Which lines in the records below contain the word "static"? Copy each of them.

---------- SOURCE RECORDS ----------

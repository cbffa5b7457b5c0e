//! specextract CLI — procurement specification item extraction.
//!
//! Turns HTML renderings of procurement technical specifications into
//! markdown and structured item lists, keyed by the producing model.

mod commands;

use clap::Parser;
use color_eyre::eyre::Result;

use commands::Cli;

#[tokio::main]
async fn main() -> Result<()> {
    color_eyre::install()?;
    let cli = Cli::parse();
    commands::init_tracing(&cli);
    commands::run(cli).await
}
//! SQL migration definitions for the specextract checkpoint database.
//!
//! Migrations are applied in order on database open. Each migration has a
//! version number and a batch of SQL statements.

/// A database migration with a version and SQL statements.
pub(crate) struct Migration {
    pub version: u32,
    pub description: &'static str,
    pub sql: &'static str,
}

/// All migrations, in ascending version order.
pub(crate) fn all_migrations() -> Vec<Migration> {
    vec![Migration {
        version: 1,
        description: "Initial schema: swarm_checkpoints",
        sql: r#"
-- Schema version tracking
CREATE TABLE IF NOT EXISTS schema_migrations (
    version    INTEGER PRIMARY KEY,
    applied_at TEXT NOT NULL DEFAULT (datetime('now'))
);

-- Refinement loop transcripts, one row per session
CREATE TABLE IF NOT EXISTS swarm_checkpoints (
    session_id      TEXT PRIMARY KEY,
    document_key    TEXT NOT NULL,
    model_id        TEXT NOT NULL,
    active_role     TEXT NOT NULL,
    turns           INTEGER NOT NULL,
    transcript_json TEXT NOT NULL,
    created_at      TEXT NOT NULL,
    updated_at      TEXT NOT NULL
);

CREATE INDEX IF NOT EXISTS idx_swarm_checkpoints_document ON swarm_checkpoints(document_key);

INSERT INTO schema_migrations (version) VALUES (1);
"#,
    }]
}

----------

> **COMPLETED TASK**:
    pub description: &'static str,
    pub sql: &'static str,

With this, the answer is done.